Bientôt nous sommes pris à l’abordage. De toutes parts sautent sur le pont des figures bizarres, brunes à reflets d’or comme le bronze, à demi couvertes de costumes éclatants qui blessent l’œil et l’enchantent à la fois. De tous côtés déjà on marchande, on vend, on achète, on échange ; on élève la voix comme si on devait se faire mieux comprendre, on se sert des doigts pour compter, on montre son argent ou l’objet qui doit le remplacer. Le capitaine achète trois cents mandarines pour dix francs ; un indigène donne au lieutenant huit cocos pour une vieille chemise, tandis qu’un autre prend celle que je lui propose et ne me donne rien en retour. L’aspect sauvage de ces hommes, leurs mouvements de chat, la timidité de leur démarche, les éclairs qui jaillissent de leurs yeux d’un noir de charbon, la mobilité de leur physionomie, leur langage inintelligible pour nous, me causent une surprise mêlée d’un peu d’effroi. Je me sens comme abandonné dans cet orient mystérieux, à l’extrême limite de la civilisation. Ici, plus rien de l’Europe, plus rien de la France ! On n’y est plus protégé par la force pacifique des lois et la puissance des usages sociaux. Ici doivent régner en souverains les instincts naturels, les ruses félines, les vengeances, les haines, les jalousies ! Un pas de plus dans ces pays qui bornent l’horizon et je pourrais ramasser à mes pieds un couteau à scalper encore tout sanglant ou aspirer les tièdes vapeurs d’un repas de chair humaine !

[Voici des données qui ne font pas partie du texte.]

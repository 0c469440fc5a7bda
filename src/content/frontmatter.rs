//! Front-matter parsing

use anyhow::{anyhow, Result};
use indexmap::IndexMap;
use lazy_static::lazy_static;
use regex::Regex;
use serde::de::{self, SeqAccess, Visitor};
use serde::{Deserialize, Deserializer, Serialize};
use std::fmt;

lazy_static! {
    /// Opening fence, optionally followed by a language tag (`---json`)
    static ref OPEN_FENCE: Regex = Regex::new(r"^---[ \t]*([A-Za-z]*)[ \t]*\r?\n").unwrap();
}

/// Accepts any scalar and keeps its textual form
struct ScalarVisitor;

impl<'de> Visitor<'de> for ScalarVisitor {
    type Value = Option<String>;

    fn expecting(&self, formatter: &mut fmt::Formatter) -> fmt::Result {
        formatter.write_str("a string, number or boolean")
    }

    fn visit_str<E: de::Error>(self, value: &str) -> Result<Self::Value, E> {
        Ok(Some(value.to_string()))
    }

    fn visit_string<E: de::Error>(self, value: String) -> Result<Self::Value, E> {
        Ok(Some(value))
    }

    fn visit_i64<E: de::Error>(self, value: i64) -> Result<Self::Value, E> {
        Ok(Some(value.to_string()))
    }

    fn visit_u64<E: de::Error>(self, value: u64) -> Result<Self::Value, E> {
        Ok(Some(value.to_string()))
    }

    fn visit_f64<E: de::Error>(self, value: f64) -> Result<Self::Value, E> {
        Ok(Some(value.to_string()))
    }

    fn visit_bool<E: de::Error>(self, value: bool) -> Result<Self::Value, E> {
        Ok(Some(value.to_string()))
    }

    fn visit_none<E: de::Error>(self) -> Result<Self::Value, E> {
        Ok(None)
    }

    fn visit_unit<E: de::Error>(self) -> Result<Self::Value, E> {
        Ok(None)
    }

    fn visit_some<D: Deserializer<'de>>(self, deserializer: D) -> Result<Self::Value, D::Error> {
        deserializer.deserialize_any(ScalarVisitor)
    }
}

/// A scalar list element
struct Scalar(Option<String>);

impl<'de> Deserialize<'de> for Scalar {
    fn deserialize<D: Deserializer<'de>>(deserializer: D) -> Result<Self, D::Error> {
        deserializer.deserialize_any(ScalarVisitor).map(Scalar)
    }
}

/// Custom deserializer for scalar fields that may be written unquoted
/// (`title: 2024`, `date: 2024-01-05`)
fn scalar_string<'de, D>(deserializer: D) -> Result<Option<String>, D::Error>
where
    D: Deserializer<'de>,
{
    deserializer.deserialize_any(ScalarVisitor)
}

/// Custom deserializer that handles both a single string and a list of strings
fn string_or_vec<'de, D>(deserializer: D) -> Result<Vec<String>, D::Error>
where
    D: Deserializer<'de>,
{
    struct StringOrVec;

    impl<'de> Visitor<'de> for StringOrVec {
        type Value = Vec<String>;

        fn expecting(&self, formatter: &mut fmt::Formatter) -> fmt::Result {
            formatter.write_str("a string or a list of strings")
        }

        fn visit_str<E: de::Error>(self, value: &str) -> Result<Self::Value, E> {
            Ok(vec![value.to_string()])
        }

        fn visit_string<E: de::Error>(self, value: String) -> Result<Self::Value, E> {
            Ok(vec![value])
        }

        fn visit_i64<E: de::Error>(self, value: i64) -> Result<Self::Value, E> {
            Ok(vec![value.to_string()])
        }

        fn visit_u64<E: de::Error>(self, value: u64) -> Result<Self::Value, E> {
            Ok(vec![value.to_string()])
        }

        fn visit_seq<S>(self, mut seq: S) -> Result<Self::Value, S::Error>
        where
            S: SeqAccess<'de>,
        {
            let mut vec = Vec::new();
            while let Some(Scalar(item)) = seq.next_element::<Scalar>()? {
                if let Some(item) = item {
                    vec.push(item);
                }
            }
            Ok(vec)
        }

        fn visit_none<E: de::Error>(self) -> Result<Self::Value, E> {
            Ok(Vec::new())
        }

        fn visit_unit<E: de::Error>(self) -> Result<Self::Value, E> {
            Ok(Vec::new())
        }
    }

    deserializer.deserialize_any(StringOrVec)
}

/// Front-matter data from an article
#[derive(Debug, Clone, Default, Serialize, Deserialize)]
#[serde(default)]
pub struct FrontMatter {
    #[serde(deserialize_with = "scalar_string")]
    pub title: Option<String>,
    #[serde(deserialize_with = "scalar_string")]
    pub date: Option<String>,
    #[serde(deserialize_with = "scalar_string")]
    pub description: Option<String>,
    #[serde(deserialize_with = "string_or_vec")]
    pub tags: Vec<String>,

    /// Additional custom fields, in file order
    #[serde(flatten)]
    pub extra: IndexMap<String, serde_yaml::Value>,
}

impl FrontMatter {
    /// Split front-matter from content.
    /// Returns (front_matter, remaining_content).
    ///
    /// Content without a well-formed header comes back untouched with an
    /// empty front-matter.
    pub fn parse(content: &str) -> (Self, &str) {
        let text = content.strip_prefix('\u{feff}').unwrap_or(content);

        let Some(open) = OPEN_FENCE.captures(text) else {
            return (FrontMatter::default(), content);
        };
        let lang = open.get(1).map_or("", |m| m.as_str()).to_ascii_lowercase();
        let rest = &text[open.get(0).map_or(0, |m| m.end())..];

        // Find the closing --- line
        let mut offset = 0;
        let mut split = None;
        for line in rest.split_inclusive('\n') {
            if line.trim_end() == "---" {
                split = Some((&rest[..offset], &rest[offset + line.len()..]));
                break;
            }
            offset += line.len();
        }

        let Some((header, body)) = split else {
            tracing::debug!("Front-matter fence is never closed, treating as content");
            return (FrontMatter::default(), content);
        };
        let body = body.trim_start_matches(['\n', '\r']);

        if header.trim().is_empty() {
            return (FrontMatter::default(), body);
        }

        match Self::parse_header(&lang, header) {
            Ok(fm) => (fm, body),
            Err(e) => {
                tracing::warn!("Failed to parse front-matter, treating as content: {}", e);
                (FrontMatter::default(), content)
            }
        }
    }

    fn parse_header(lang: &str, header: &str) -> Result<Self> {
        let value: serde_yaml::Value = match lang {
            "" | "yaml" | "yml" => serde_yaml::from_str(header)?,
            "json" => serde_json::from_str(header)?,
            "toml" => toml_to_yaml(toml::Value::Table(toml::from_str(header)?)),
            other => return Err(anyhow!("unsupported front-matter language {:?}", other)),
        };

        match value {
            serde_yaml::Value::Null => Ok(FrontMatter::default()),
            serde_yaml::Value::Mapping(map) => Ok(serde_yaml::from_value(
                serde_yaml::Value::Mapping(string_keys(map)),
            )?),
            _ => Err(anyhow!("front-matter is not a key/value mapping")),
        }
    }

    /// Title, unless missing or empty
    pub fn title(&self) -> Option<&str> {
        non_empty(&self.title)
    }

    /// Date as written, unless missing or empty
    pub fn date(&self) -> Option<&str> {
        non_empty(&self.date)
    }

    /// Description, unless missing or empty
    pub fn description(&self) -> Option<&str> {
        non_empty(&self.description)
    }
}

fn non_empty(field: &Option<String>) -> Option<&str> {
    field.as_deref().filter(|s| !s.is_empty())
}

/// YAML allows `2024:` or `true:` as keys; keep them as text so they land in
/// `extra` instead of rejecting the whole header
fn string_keys(map: serde_yaml::Mapping) -> serde_yaml::Mapping {
    use serde_yaml::Value;

    map.into_iter()
        .map(|(key, value)| {
            let key = match key {
                Value::String(s) => s,
                Value::Number(n) => n.to_string(),
                Value::Bool(b) => b.to_string(),
                Value::Null => "null".to_string(),
                other => serde_yaml::to_string(&other)
                    .map(|s| s.trim_end().to_string())
                    .unwrap_or_default(),
            };
            (Value::String(key), value)
        })
        .collect()
}

/// TOML dates become plain strings so every language yields the same shape
fn toml_to_yaml(value: toml::Value) -> serde_yaml::Value {
    use serde_yaml::Value;

    match value {
        toml::Value::String(s) => Value::String(s),
        toml::Value::Integer(i) => Value::Number(i.into()),
        toml::Value::Float(f) => Value::Number(f.into()),
        toml::Value::Boolean(b) => Value::Bool(b),
        toml::Value::Datetime(dt) => Value::String(dt.to_string()),
        toml::Value::Array(items) => Value::Sequence(items.into_iter().map(toml_to_yaml).collect()),
        toml::Value::Table(table) => Value::Mapping(
            table
                .into_iter()
                .map(|(k, v)| (Value::String(k), toml_to_yaml(v)))
                .collect(),
        ),
    }
}

#[cfg(test)]
mod tests {
    use super::*;

    #[test]
    fn test_parse_yaml_frontmatter() {
        let content = r#"---
title: Hello World
date: 2024-01-15
description: First post
tags:
  - rust
  - blog
---

This is the content.
"#;

        let (fm, remaining) = FrontMatter::parse(content);
        assert_eq!(fm.title(), Some("Hello World"));
        assert_eq!(fm.date(), Some("2024-01-15"));
        assert_eq!(fm.description(), Some("First post"));
        assert_eq!(fm.tags, vec!["rust", "blog"]);
        assert_eq!(remaining, "This is the content.\n");
    }

    #[test]
    fn test_parse_single_string_tag() {
        let content = "---\ntitle: One Tag\ndate: 2024-01-15\ntags: Notes\n---\nBody\n";
        let (fm, _) = FrontMatter::parse(content);
        assert_eq!(fm.tags, vec!["Notes"]);
    }

    #[test]
    fn test_unquoted_scalars_become_text() {
        let content = "---\ntitle: 2024\ndate: 2024-01-15 10:30:00\ntags: [1, two]\n---\n";
        let (fm, remaining) = FrontMatter::parse(content);
        assert_eq!(fm.title(), Some("2024"));
        assert_eq!(fm.date(), Some("2024-01-15 10:30:00"));
        assert_eq!(fm.tags, vec!["1", "two"]);
        assert_eq!(remaining, "");
    }

    #[test]
    fn test_extra_fields_keep_order() {
        let content = "---\ntitle: T\nzebra: 1\napple: 2\n---\n";
        let (fm, _) = FrontMatter::parse(content);
        let keys: Vec<_> = fm.extra.keys().cloned().collect();
        assert_eq!(keys, vec!["zebra", "apple"]);
    }

    #[test]
    fn test_non_string_keys_keep_known_fields() {
        let content = "---\ntitle: T\ndate: 2024-01-01\n2024: x\ntrue: y\n---\nB\n";
        let (fm, remaining) = FrontMatter::parse(content);
        assert_eq!(fm.title(), Some("T"));
        assert_eq!(fm.date(), Some("2024-01-01"));
        assert_eq!(fm.extra.keys().collect::<Vec<_>>(), vec!["2024", "true"]);
        assert_eq!(remaining, "B\n");
    }

    #[test]
    fn test_parse_json_frontmatter() {
        let content = "---json\n{\"title\": \"Json Post\", \"date\": \"2024-02-01\", \"tags\": [\"a\", \"b\"]}\n---\n\nBody\n";
        let (fm, remaining) = FrontMatter::parse(content);
        assert_eq!(fm.title(), Some("Json Post"));
        assert_eq!(fm.tags, vec!["a", "b"]);
        assert_eq!(remaining, "Body\n");
    }

    #[test]
    fn test_parse_toml_frontmatter() {
        let content = "---toml\ntitle = \"Toml Post\"\ndate = 2024-03-04\ntags = [\"x\"]\n---\nBody\n";
        let (fm, remaining) = FrontMatter::parse(content);
        assert_eq!(fm.title(), Some("Toml Post"));
        assert_eq!(fm.date(), Some("2024-03-04"));
        assert_eq!(fm.tags, vec!["x"]);
        assert_eq!(remaining, "Body\n");
    }

    #[test]
    fn test_no_frontmatter() {
        let content = "# Just markdown\n\nNo header here.\n";
        let (fm, remaining) = FrontMatter::parse(content);
        assert_eq!(fm.title(), None);
        assert_eq!(remaining, content);
    }

    #[test]
    fn test_fence_must_open_the_file() {
        let content = "\n---\ntitle: Late\n---\nBody\n";
        let (fm, remaining) = FrontMatter::parse(content);
        assert_eq!(fm.title(), None);
        assert_eq!(remaining, content);
    }

    #[test]
    fn test_unclosed_fence() {
        let content = "---\ntitle: Never closed\n\nBody\n";
        let (fm, remaining) = FrontMatter::parse(content);
        assert_eq!(fm.title(), None);
        assert_eq!(remaining, content);
    }

    #[test]
    fn test_malformed_yaml_is_not_fatal() {
        let content = "---\ntitle: [unclosed\n---\nBody\n";
        let (fm, remaining) = FrontMatter::parse(content);
        assert_eq!(fm.title(), None);
        assert_eq!(remaining, content);
    }

    #[test]
    fn test_prose_header_is_not_metadata() {
        let content = "---\njust a sentence\n---\nBody\n";
        let (fm, remaining) = FrontMatter::parse(content);
        assert_eq!(fm.title(), None);
        assert_eq!(remaining, content);
    }

    #[test]
    fn test_empty_title_counts_as_missing() {
        let content = "---\ntitle: \"\"\ndate:\n---\nBody\n";
        let (fm, remaining) = FrontMatter::parse(content);
        assert_eq!(fm.title(), None);
        assert_eq!(fm.date(), None);
        assert_eq!(remaining, "Body\n");
    }

    #[test]
    fn test_byte_order_mark_and_crlf() {
        let content = "\u{feff}---\r\ntitle: Windows\r\ndate: 2024-01-01\r\n---\r\nBody\r\n";
        let (fm, remaining) = FrontMatter::parse(content);
        assert_eq!(fm.title(), Some("Windows"));
        assert_eq!(remaining, "Body\r\n");
    }
}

Vers deux heures, nous passons devant Anjers dont nous voyons le phare, la douane, les habitations malaises rangées avec la symétrie d’un camp, les bois de cocotiers, et les navires qui profitent de son mouillage, l’un des plus sûrs de la côte. Sur la grève, un homme hale un filet, et dans une crique voisine une accumulation de canots fait deviner une nombreuse population de pêcheurs. Un peu plus loin, sous des arbres merveilleux, des maisons en bambou, couvertes de chaume, se dérobent aux ardents rayons du soleil. Les embarcations nous ont quittés comme elles étaient venues, isolément et les unes après les autres. Un vent léger qui touche nos hautes voiles et laisse la mer unie comme une glace, nous fait avancer doucement. Nous côtoyons une île ou se succèdent de délicieux paysages ; d’abord une gorge étroite au fond de laquelle des arbres tombés de vieillesse, amoncelés dans le désordre le plus incroyable, forment un chaos de branches, de racines et de troncs déchirée, privés par places de leurs écorces et laissant voir à nu leurs chairs rouges, jaunes, brunes ou noires : au-dessus de ce gigantesque bûcher, une nouvelle végétation, la plus vivace, la plus fraîche, la plus touffue qu’on puisse rêver. On y trouve toutes les nuances du vert ; puis des arbres presque noirs, des arbres plus que gris, des tons métalliques, des tons d’une tendresse de jeune pousse, le printemps et l’été à la fois. Plus loin, un promontoire boisé s’avance gracieusement dans la mer ; les rameaux des arbres inclinés sur l’eau forment des voûtes naturelles de verdure ; et sur la rive de gros rochers couverts de mousses, de plantes rampantes et d’innombrables racines se groupent en grottes pittoresques, qui se reflètent dans les eaux sombres… Oh ! débarquer ici, y bâtir une maison, y vivre du produit de ma chasse et de ma pêche, des fruits que je cultiverais, y vivre de la vie primitive et naturelle, en face de la nature et de ses splendides spectacles, et, Robinson volontaire… Folle imagination ! le capitaine vient de me dire que les reptiles, les insectes et les fièvres m’y auraient tué avant un mois.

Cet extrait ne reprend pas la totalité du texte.